> GOAL OF THE EXERCISE
Please retype the material beneath this task exactly, starting with its first line and finishing with the line containing "use tokio::task::JoinHandle;".

> SUPPLIED DATA
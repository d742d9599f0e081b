//! Session manager: owns the MQTT link and the reconnect state machine.
//!
//! One async mutex serializes connect, reconnect, cleanup and disconnect.
//! The backoff gate sits in its own short-held sync mutex so a concurrent
//! reconnect trigger observes the in-progress flag and returns immediately
//! instead of queueing behind a slow open. Publishers read the current
//! session through a separate RwLock, so a reconnect in flight never
//! blocks `report` callers.

use std::sync::atomic::{AtomicU64, AtomicU8, Ordering};
use std::sync::{Arc, Mutex as StdMutex, PoisonError, RwLock as StdRwLock};
use std::time::Duration;

use tokio::sync::{broadcast, Mutex, RwLock};
use tokio::task::JoinHandle;
use tokio::time::Instant;
use tracing::{debug, info, warn};

use tallyproto::{topics, ControlMessage, KeysRequestMessage};

use crate::backoff::BackoffGate;
use crate::config::AgentConfig;
use crate::dispatcher::{self, KeyStatusCallback};
use crate::drainer;
use crate::heartbeat;
use crate::keystore::KeyStore;
use crate::queue::UsageQueue;
use crate::transport::{Connector, Session, TransportError};

/// Link state as seen by workers and the facade.
#[repr(u8)]
#[derive(Debug, Clone, Copy, PartialEq, Eq)]
pub enum SessionState {
    Idle = 0,
    Connecting = 1,
    Connected = 2,
    /// A disconnect was detected; the next gated trigger reopens.
    Reconnecting = 3,
    /// Disconnect was called; the manager never connects again.
    Terminated = 4,
}

impl SessionState {
    pub fn from_u8(value: u8) -> Self {
        match value {
            0 => SessionState::Idle,
            1 => SessionState::Connecting,
            2 => SessionState::Connected,
            3 => SessionState::Reconnecting,
            4 => SessionState::Terminated,
            _ => SessionState::Idle,
        }
    }

    pub fn as_str(&self) -> &'static str {
        match self {
            SessionState::Idle => "idle",
            SessionState::Connecting => "connecting",
            SessionState::Connected => "connected",
            SessionState::Reconnecting => "reconnecting",
            SessionState::Terminated => "terminated",
        }
    }
}

impl std::fmt::Display for SessionState {
    fn fmt(&self, f: &mut std::fmt::Formatter<'_>) -> std::fmt::Result {
        f.write_str(self.as_str())
    }
}

pub struct SessionManager<C: Connector> {
    connector: C,
    config: AgentConfig,
    /// Current transport session; publishers take read snapshots.
    session: RwLock<Option<Arc<C::Session>>>,
    /// Bumped each time a new session is installed. A dispatcher whose
    /// stream ends compares its epoch against this before reacting, so a
    /// superseded session cannot tear down its replacement.
    epoch: AtomicU64,
    /// Serializes connect/reconnect/cleanup/disconnect.
    conn_lock: Mutex<()>,
    /// Reconnect gate; held only for the flag check, never across awaits.
    gate: StdMutex<BackoffGate>,
    state: AtomicU8,
    last_heartbeat_success: StdRwLock<Instant>,
    keys: Arc<KeyStore>,
    queue: Arc<UsageQueue>,
    callback: StdRwLock<Option<KeyStatusCallback>>,
    shutdown: broadcast::Sender<()>,
    /// Worker task handles, awaited (then aborted) on disconnect.
    workers: StdMutex<Vec<JoinHandle<()>>>,
}

/// How long disconnect waits for a worker to observe the shutdown signal
/// before aborting it.
const WORKER_SHUTDOWN_GRACE: Duration = Duration::from_secs(2);

impl<C: Connector> SessionManager<C> {
    pub fn new(connector: C, config: AgentConfig) -> Arc<Self> {
        let (shutdown, _) = broadcast::channel(4);
        let gate = BackoffGate::new(
            config.reconnect_delay,
            config.max_reconnect_attempts,
            config.cooldown_multiplier,
        );
        Arc::new(Self {
            connector,
            session: RwLock::new(None),
            epoch: AtomicU64::new(0),
            conn_lock: Mutex::new(()),
            gate: StdMutex::new(gate),
            state: AtomicU8::new(SessionState::Idle as u8),
            last_heartbeat_success: StdRwLock::new(Instant::now()),
            keys: Arc::new(KeyStore::new()),
            queue: Arc::new(UsageQueue::new()),
            callback: StdRwLock::new(None),
            shutdown,
            workers: StdMutex::new(Vec::new()),
            config,
        })
    }

    pub fn config(&self) -> &AgentConfig {
        &self.config
    }

    pub fn keys(&self) -> &Arc<KeyStore> {
        &self.keys
    }

    pub fn queue(&self) -> &Arc<UsageQueue> {
        &self.queue
    }

    pub fn state(&self) -> SessionState {
        SessionState::from_u8(self.state.load(Ordering::SeqCst))
    }

    fn set_state(&self, state: SessionState) {
        self.state.store(state as u8, Ordering::SeqCst);
    }

    pub fn is_connected(&self) -> bool {
        self.state() == SessionState::Connected
    }

    pub fn is_terminated(&self) -> bool {
        self.state() == SessionState::Terminated
    }

    pub(crate) fn epoch(&self) -> u64 {
        self.epoch.load(Ordering::SeqCst)
    }

    /// Register the callback invoked after each applied key update.
    pub fn set_key_status_callback(&self, callback: KeyStatusCallback) {
        *self
            .callback
            .write()
            .unwrap_or_else(PoisonError::into_inner) = Some(callback);
    }

    pub(crate) fn key_status_callback(&self) -> Option<KeyStatusCallback> {
        self.callback
            .read()
            .unwrap_or_else(PoisonError::into_inner)
            .clone()
    }

    pub(crate) fn subscribe_shutdown(&self) -> broadcast::Receiver<()> {
        self.shutdown.subscribe()
    }

    /// Spawn the long-lived workers and kick off the initial connect in
    /// the background. A failed background connect is swallowed; the
    /// heartbeat worker keeps retrying through the backoff gate.
    pub fn start(self: &Arc<Self>) {
        self.track_worker(drainer::spawn(self.clone()));
        self.track_worker(heartbeat::spawn(self.clone()));
        let manager = self.clone();
        let connect_task = tokio::spawn(async move {
            if let Err(e) = manager.connect().await {
                debug!("initial connect failed: {e} (background retry will follow)");
            }
        });
        self.track_worker(connect_task);
    }

    fn track_worker(&self, handle: JoinHandle<()>) {
        self.workers
            .lock()
            .unwrap_or_else(PoisonError::into_inner)
            .push(handle);
    }

    /// Explicit connect. Surfaces transport errors to the caller;
    /// background reconnects go through
    /// [`SessionManager::request_reconnect`] instead and never surface.
    pub async fn connect(self: &Arc<Self>) -> Result<(), TransportError> {
        if self.is_terminated() {
            return Err(TransportError::SessionClosed);
        }
        let _guard = self.conn_lock.lock().await;
        let result = self.establish().await;
        if result.is_ok() {
            self.gate
                .lock()
                .unwrap_or_else(PoisonError::into_inner)
                .reset_attempts();
        }
        result
    }

    /// Backoff-gated reconnect. Returns true when this caller ran an
    /// attempt and it succeeded; false when the gate denied the trigger or
    /// the attempt failed. Concurrent triggers observe the in-progress
    /// flag and return immediately without touching the gate.
    pub async fn request_reconnect(self: &Arc<Self>) -> bool {
        if self.is_terminated() {
            return false;
        }
        let granted = self
            .gate
            .lock()
            .unwrap_or_else(PoisonError::into_inner)
            .try_acquire(Instant::now());
        if !granted {
            debug!("reconnect trigger denied by backoff gate");
            return false;
        }

        let result = {
            let _guard = self.conn_lock.lock().await;
            self.establish().await
        };
        let success = result.is_ok();
        if let Err(e) = result {
            warn!("reconnect attempt failed: {e}");
        }
        self.gate
            .lock()
            .unwrap_or_else(PoisonError::into_inner)
            .release(success);
        success
    }

    /// The connect procedure proper. Caller must hold the conn lock.
    async fn establish(self: &Arc<Self>) -> Result<(), TransportError> {
        if self.is_terminated() {
            return Err(TransportError::SessionClosed);
        }

        // A live session that still answers a ping probe is kept as is.
        if self.is_connected() {
            if self.probe().await {
                // The probe proved liveness, which is as good as a
                // heartbeat.
                self.record_heartbeat_success();
                debug!("already connected and probe succeeded, skipping");
                return Ok(());
            }
            info!("connection probe failed, reopening session");
        }
        self.cleanup().await;

        self.set_state(SessionState::Connecting);
        info!(
            "connecting to MQTT broker {}:{}",
            self.config.broker_host, self.config.broker_port
        );
        let session = match self.connector.open(&self.config).await {
            Ok(session) => Arc::new(session),
            Err(e) => {
                warn!("failed to open MQTT session: {e}");
                self.set_state(SessionState::Idle);
                return Err(e);
            }
        };

        if let Err(e) = session.subscribe(topics::KEYS_UPDATE).await {
            warn!("subscribe to {} failed: {e}", topics::KEYS_UPDATE);
            session.close().await;
            self.set_state(SessionState::Idle);
            return Err(e);
        }

        *self.session.write().await = Some(session.clone());
        let epoch = self.epoch.fetch_add(1, Ordering::SeqCst) + 1;
        if let Some(stream) = session.messages() {
            self.track_worker(dispatcher::spawn(self.clone(), stream, epoch));
        } else {
            warn!("session message stream was already taken");
        }

        self.record_heartbeat_success();
        self.set_state(SessionState::Connected);
        info!("MQTT session established");

        // Ask the broker for the current key list. Failure is not fatal:
        // the broker pushes changes as they happen anyway.
        match KeysRequestMessage::now().to_json() {
            Ok(body) => {
                if let Err(e) = session.publish(topics::KEYS_REQUEST, body).await {
                    warn!("key list request failed: {e}");
                } else {
                    debug!("key list requested");
                }
            }
            Err(e) => warn!("could not encode key list request: {e}"),
        }

        Ok(())
    }

    /// Liveness probe for an apparently-connected session.
    async fn probe(&self) -> bool {
        let body = match ControlMessage::ping().to_json() {
            Ok(body) => body,
            Err(_) => return false,
        };
        match self.publish(topics::PING, body).await {
            Ok(()) => true,
            Err(e) => {
                debug!("ping probe failed: {e}");
                false
            }
        }
    }

    /// Drop the current session, closing the transport. Caller must hold
    /// the conn lock. Closing ends the session's message stream, which
    /// stops its dispatcher.
    async fn cleanup(&self) {
        if let Some(session) = self.session.write().await.take() {
            session.close().await;
            debug!("previous session closed");
        }
    }

    /// Publish through the current session.
    pub async fn publish(&self, topic: &str, payload: Vec<u8>) -> Result<(), TransportError> {
        let session = self.session.read().await.clone();
        match session {
            Some(session) => session.publish(topic, payload).await,
            None => Err(TransportError::SessionClosed),
        }
    }

    /// Manually request a fresh key list from the broker.
    pub async fn request_keys_list(&self) -> Result<(), TransportError> {
        let body = KeysRequestMessage::now()
            .to_json()
            .map_err(|e| TransportError::Publish(e.to_string()))?;
        self.publish(topics::KEYS_REQUEST, body).await
    }

    /// A worker saw a publish fail: drop out of Connected so the heartbeat
    /// path drives a gated reconnect.
    pub fn mark_suspect(&self, reason: &str) {
        if self.state() == SessionState::Connected {
            warn!("session suspected bad: {reason}");
            self.set_state(SessionState::Reconnecting);
        }
    }

    pub(crate) fn record_heartbeat_success(&self) {
        *self
            .last_heartbeat_success
            .write()
            .unwrap_or_else(PoisonError::into_inner) = Instant::now();
    }

    /// Whether the last successful heartbeat is within `timeout`.
    pub(crate) fn heartbeat_fresh(&self, timeout: Duration) -> bool {
        let last = *self
            .last_heartbeat_success
            .read()
            .unwrap_or_else(PoisonError::into_inner);
        Instant::now().duration_since(last) <= timeout
    }

    /// Tear down: signal workers, close the transport, then wait for the
    /// workers to observe the signal. Idempotent. Records still queued are
    /// lost.
    pub async fn disconnect(&self) {
        let previous = self
            .state
            .swap(SessionState::Terminated as u8, Ordering::SeqCst);
        if previous == SessionState::Terminated as u8 {
            return;
        }
        let _ = self.shutdown.send(());
        {
            // Closing the transport also wakes workers suspended on a
            // network read.
            let _guard = self.conn_lock.lock().await;
            if let Some(session) = self.session.write().await.take() {
                session.close().await;
            }
        }
        let workers: Vec<JoinHandle<()>> = self
            .workers
            .lock()
            .unwrap_or_else(PoisonError::into_inner)
            .drain(..)
            .collect();
        for mut worker in workers {
            if tokio::time::timeout(WORKER_SHUTDOWN_GRACE, &mut worker)
                .await
                .is_err()
            {
                warn!("worker did not stop within grace period, aborting");
                worker.abort();
            }
        }
        info!("billing session terminated");
    }
}

#[cfg(test)]
mod tests {
    use super::*;
    use pretty_assertions::assert_eq;

    #[test]
    fn state_round_trips_through_u8() {
        for state in [
            SessionState::Idle,
            SessionState::Connecting,
            SessionState::Connected,
            SessionState::Reconnecting,
            SessionState::Terminated,
        ] {
            assert_eq!(SessionState::from_u8(state as u8), state);
        }
        assert_eq!(SessionState::from_u8(200), SessionState::Idle);
    }

    #[test]
    fn state_names_are_stable() {
        assert_eq!(SessionState::Connected.as_str(), "connected");
        assert_eq!(SessionState::Terminated.to_string(), "terminated");
    }
}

> EXERCISE OUTPUT
repository d742d9599f0e081b
//! Session manager: owns the MQTT link and the reconnect state machine.
//!
//! One async mutex serializes connect, reconnect, cleanup and disconnect.
//! The backoff gate sits in its own short-held sync mutex so a concurrent
//! reconnect trigger observes the in-progress flag and returns immediately
//! instead of queueing behind a slow open. Publishers read the current
//! session through a separate RwLock, so a reconnect in flight never
//! blocks `report` callers.

use std::sync::atomic::{AtomicU64, AtomicU8, Ordering};
use std::sync::{Arc, Mutex as StdMutex, PoisonError, RwLock as StdRwLock};
use std::time::Duration;

use tokio::sync::{broadcast, Mutex, RwLock};
use tokio::task::JoinHandle;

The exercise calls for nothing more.